Records drawn from a dataset:
****************
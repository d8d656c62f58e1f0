//! The end-to-end scoring pipeline.

use distrofit_core::{
    Catalog, Highlight, MatchResult, ProfileScorer, ScoreBreakdown, ScoreResult, Signals,
    UserVector,
};

use crate::{
    CandidateScore, Contribution, MatchWeights, WeightsError, apply_penalties, categorize,
    extract_with_trace, highlights, normalize, rank,
};

/// Everything computed while scoring one profile.
///
/// The [`ScoreResult`] is the public answer; the remaining fields expose the
/// intermediate artefacts for diagnostics and explanation layers.
#[derive(Debug, Clone, PartialEq)]
#[cfg_attr(feature = "serde", derive(serde::Serialize))]
pub struct Assessment<'a> {
    /// Derived user vector.
    pub vector: UserVector,
    /// Evidence behind each axis, in rule order.
    pub contributions: Vec<Contribution>,
    /// Metrics for every eligible candidate, in catalog order.
    pub candidates: Vec<CandidateScore<'a>>,
    /// Winner with penalties applied.
    #[cfg_attr(feature = "serde", serde(rename = "match"))]
    pub matched: MatchResult<'a>,
    /// How the integer score was assembled.
    pub breakdown: ScoreBreakdown,
    /// Reasons the winner suits the profile.
    pub highlights: Vec<Highlight>,
    /// Final result.
    pub result: ScoreResult,
}

/// Deterministic profile scorer over a [`Catalog`].
///
/// # Examples
/// ```
/// use distrofit_core::{Catalog, ExperienceLevel, ProfileScorer, Signals};
/// use distrofit_scorer::FitEngine;
///
/// let engine = FitEngine::default();
/// let catalog = Catalog::builtin();
/// let signals = Signals::new()
///     .with_experience(ExperienceLevel::Senior)
///     .with_keywords(["hyprland", "dotfiles"])
///     .with_tech_stack(["rust", "zig"]);
/// let result = engine.score(&signals, &catalog);
/// assert!(result.score <= 100);
/// assert!(catalog.get(&result.recommendation.id).is_some());
/// ```
#[derive(Debug, Clone, Copy, PartialEq, Default)]
pub struct FitEngine {
    weights: MatchWeights,
}

impl FitEngine {
    /// Build an engine from custom weights.
    ///
    /// # Errors
    /// Returns [`WeightsError`] when the weights fail validation.
    pub fn new(weights: MatchWeights) -> Result<Self, WeightsError> {
        Ok(Self {
            weights: weights.validate()?,
        })
    }

    /// Weights in use.
    #[must_use]
    pub const fn weights(&self) -> &MatchWeights {
        &self.weights
    }

    /// Run the full pipeline and keep every intermediate artefact.
    #[must_use]
    pub fn assess<'a>(&self, signals: &Signals, catalog: &'a Catalog) -> Assessment<'a> {
        let trace = extract_with_trace(signals);
        let vector = trace.vector;
        let ranking = rank(&vector, catalog, signals, &self.weights);
        let matched = apply_penalties(&ranking, &vector, signals);
        let breakdown = normalize(&matched, &vector, signals);
        let result = ScoreResult {
            score: breakdown.score,
            category: categorize(breakdown.score),
            confidence: matched.quality,
            recommendation: matched.item.into(),
        };
        Assessment {
            vector,
            contributions: trace.contributions,
            candidates: ranking.candidates,
            highlights: highlights(&vector, matched.item),
            matched,
            breakdown,
            result,
        }
    }
}

impl ProfileScorer for FitEngine {
    fn score(&self, signals: &Signals, catalog: &Catalog) -> ScoreResult {
        self.assess(signals, catalog).result
    }
}

/// Score `signals` against `catalog` with the shipped weights.
///
/// # Examples
/// ```
/// use distrofit_core::{Catalog, Signals};
/// use distrofit_scorer::score;
///
/// let catalog = Catalog::builtin();
/// let first = score(&Signals::new(), &catalog);
/// let second = score(&Signals::new(), &catalog);
/// assert_eq!(first, second);
/// ```
#[must_use]
pub fn score(signals: &Signals, catalog: &Catalog) -> ScoreResult {
    FitEngine::default().score(signals, catalog)
}
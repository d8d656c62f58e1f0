//! Select the catalog item closest to a user vector.
//!
//! Matching is an explicit two-phase pipeline: the eligible candidate pool is
//! formed first, then reduced to the single best composite. The pool is
//! never empty because [`Catalog`] is non-empty by construction and an empty
//! senior pool falls back to the whole catalog.

use distrofit_core::{
    Axis, Catalog, CatalogItem, Eligibility, MatchPenalty, MatchResult, Signals, UserVector,
};
use log::{debug, warn};

use crate::MatchWeights;

/// Theoretical maximum distance between two vectors: `sqrt(4 * 10^2)`.
pub const MAX_DISTANCE: f64 = 20.0_f64;

/// Multiplier applied when a strong developer profile matches a generic item.
pub const GENERIC_FOR_DEVELOPER_FACTOR: f64 = 0.85_f64;
/// Multiplier applied when a tinkering profile matches an easy item.
pub const TOO_EASY_FOR_TINKERER_FACTOR: f64 = 0.90_f64;

/// Metrics computed for one candidate.
#[derive(Debug, Clone, PartialEq)]
#[cfg_attr(feature = "serde", derive(serde::Serialize))]
pub struct CandidateScore<'a> {
    /// Candidate item.
    #[cfg_attr(feature = "serde", serde(serialize_with = "serialize_item_id"))]
    pub item: &'a CatalogItem,
    /// Euclidean distance over the four axes.
    pub distance: f64,
    /// `1 - distance / 20`, in `0.0..=1.0`.
    pub similarity: f64,
    /// Log-normalised popularity in `0.0..=1.0`.
    pub popularity: f64,
    /// Blend of similarity and popularity, scaled by trend.
    pub composite: f64,
}

#[cfg(feature = "serde")]
fn serialize_item_id<S>(item: &&CatalogItem, serializer: S) -> Result<S::Ok, S::Error>
where
    S: serde::Serializer,
{
    serializer.serialize_str(&item.id)
}

/// Every scored candidate plus the selected winner.
#[derive(Debug, Clone, PartialEq)]
#[cfg_attr(feature = "serde", derive(serde::Serialize))]
pub struct Ranking<'a> {
    /// Candidates in catalog order.
    pub candidates: Vec<CandidateScore<'a>>,
    /// Winning candidate before penalties.
    pub best: CandidateScore<'a>,
    /// How the pool was formed.
    pub eligibility: Eligibility,
}

/// Score and select the best item for `vector`, applying senior penalties.
///
/// # Examples
/// ```
/// use distrofit_core::{Catalog, Signals, UserVector};
/// use distrofit_scorer::{MatchWeights, match_profile};
///
/// let catalog = Catalog::builtin();
/// let vector = UserVector::new(5, 5, 3, 5);
/// let result = match_profile(&vector, &catalog, &Signals::new(), &MatchWeights::default());
/// assert!((0.0..=1.0).contains(&result.quality));
/// ```
#[must_use]
pub fn match_profile<'a>(
    vector: &UserVector,
    catalog: &'a Catalog,
    signals: &Signals,
    weights: &MatchWeights,
) -> MatchResult<'a> {
    let ranking = rank(vector, catalog, signals, weights);
    apply_penalties(&ranking, vector, signals)
}

/// Score every eligible candidate and select the best without penalties.
#[must_use]
pub fn rank<'a>(
    vector: &UserVector,
    catalog: &'a Catalog,
    signals: &Signals,
    weights: &MatchWeights,
) -> Ranking<'a> {
    let (pool, eligibility) = candidate_pool(catalog, signals, weights);
    let head = score_candidate(vector, pool.head, weights);
    let tail: Vec<CandidateScore<'a>> = pool
        .tail
        .into_iter()
        .map(|item| score_candidate(vector, item, weights))
        .collect();
    let best = tail.iter().fold(head.clone(), |best, candidate| {
        if candidate.composite > best.composite {
            candidate.clone()
        } else {
            best
        }
    });
    let candidates = std::iter::once(head).chain(tail).collect();
    debug!(
        "best match: {} (composite {:.4})",
        best.item.name, best.composite
    );
    Ranking {
        candidates,
        best,
        eligibility,
    }
}

/// Apply the senior-only post-selection penalties to a ranking's winner.
#[must_use]
#[expect(
    clippy::float_arithmetic,
    reason = "penalties scale the composite multiplicatively"
)]
pub fn apply_penalties<'a>(
    ranking: &Ranking<'a>,
    vector: &UserVector,
    signals: &Signals,
) -> MatchResult<'a> {
    let winner = ranking.best.item;
    let penalties = if signals.is_senior() {
        senior_penalties(vector, winner)
    } else {
        Vec::new()
    };
    let quality = penalties
        .iter()
        .fold(ranking.best.composite, |quality, penalty| {
            debug!("penalising {} for senior profile: {penalty:?}", winner.name);
            quality * penalty_factor(*penalty)
        });
    MatchResult {
        item: winner,
        quality: quality.clamp(0.0_f64, 1.0_f64),
        composite: ranking.best.composite,
        penalties,
        eligibility: ranking.eligibility,
    }
}

const fn penalty_factor(penalty: MatchPenalty) -> f64 {
    match penalty {
        MatchPenalty::GenericForDeveloper => GENERIC_FOR_DEVELOPER_FACTOR,
        MatchPenalty::TooEasyForTinkerer => TOO_EASY_FOR_TINKERER_FACTOR,
    }
}

fn senior_penalties(vector: &UserVector, winner: &CatalogItem) -> Vec<MatchPenalty> {
    let attributes = &winner.attributes;
    let mut penalties = Vec::new();
    if vector.dev_focus() >= 8 && attributes.dev_focus <= 7 {
        penalties.push(MatchPenalty::GenericForDeveloper);
    }
    if vector.diy() >= 8 && attributes.easy >= 9 {
        penalties.push(MatchPenalty::TooEasyForTinkerer);
    }
    penalties
}

/// Non-empty candidate pool in catalog order.
struct Pool<'a> {
    head: &'a CatalogItem,
    tail: Vec<&'a CatalogItem>,
}

impl<'a> Pool<'a> {
    fn from_items(mut items: impl Iterator<Item = &'a CatalogItem>) -> Option<Self> {
        let head = items.next()?;
        Some(Self {
            head,
            tail: items.collect(),
        })
    }

    fn whole(catalog: &'a Catalog) -> Self {
        Self {
            head: catalog.first(),
            tail: catalog.iter().skip(1).collect(),
        }
    }

    const fn len(&self) -> usize {
        self.tail.len() + 1
    }
}

fn candidate_pool<'a>(
    catalog: &'a Catalog,
    signals: &Signals,
    weights: &MatchWeights,
) -> (Pool<'a>, Eligibility) {
    if !signals.is_senior() {
        return (Pool::whole(catalog), Eligibility::Unfiltered);
    }
    let floor = weights.senior_popularity_floor;
    match Pool::from_items(catalog.iter().filter(|item| item.popularity >= floor)) {
        Some(pool) => {
            let excluded = catalog.len() - pool.len();
            (pool, Eligibility::Filtered { excluded })
        }
        None => {
            warn!(
                "no catalog item reaches the senior popularity floor of {floor}; \
                 scoring the whole catalog"
            );
            (Pool::whole(catalog), Eligibility::Fallback)
        }
    }
}

#[expect(
    clippy::float_arithmetic,
    reason = "similarity is derived from a normalised euclidean distance"
)]
fn score_candidate<'a>(
    vector: &UserVector,
    item: &'a CatalogItem,
    weights: &MatchWeights,
) -> CandidateScore<'a> {
    let distance = euclidean(vector, item);
    let normalised = (distance / MAX_DISTANCE).clamp(0.0_f64, 1.0_f64);
    let similarity = 1.0_f64 - normalised;
    let popularity = weights.popularity_norm(item.popularity);
    let composite = weights.composite(similarity, popularity, item.trend);
    CandidateScore {
        item,
        distance,
        similarity,
        popularity,
        composite,
    }
}

/// Euclidean distance between a user vector and an item over the four axes.
#[must_use]
#[expect(
    clippy::float_arithmetic,
    reason = "distance is a square root of summed squares"
)]
pub fn euclidean(vector: &UserVector, item: &CatalogItem) -> f64 {
    let squares: i32 = Axis::ALL
        .iter()
        .map(|&axis| {
            let delta = i32::from(vector.get(axis)) - i32::from(item.axis(axis));
            delta * delta
        })
        .sum();
    f64::from(squares).sqrt()
}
****************
__What you should do__: Copy out, exactly and alone, the lines of the entries above between the ones holding "The pool is" and "a generic item.", inclusive.

__The answer__:
//! formed first, then reduced to the single best composite. The pool is
//! never empty because [`Catalog`] is non-empty by construction and an empty
//! senior pool falls back to the whole catalog.

use distrofit_core::{
    Axis, Catalog, CatalogItem, Eligibility, MatchPenalty, MatchResult, Signals, UserVector,
};
use log::{debug, warn};

use crate::MatchWeights;

/// Theoretical maximum distance between two vectors: `sqrt(4 * 10^2)`.
pub const MAX_DISTANCE: f64 = 20.0_f64;

/// Multiplier applied when a strong developer profile matches a generic item.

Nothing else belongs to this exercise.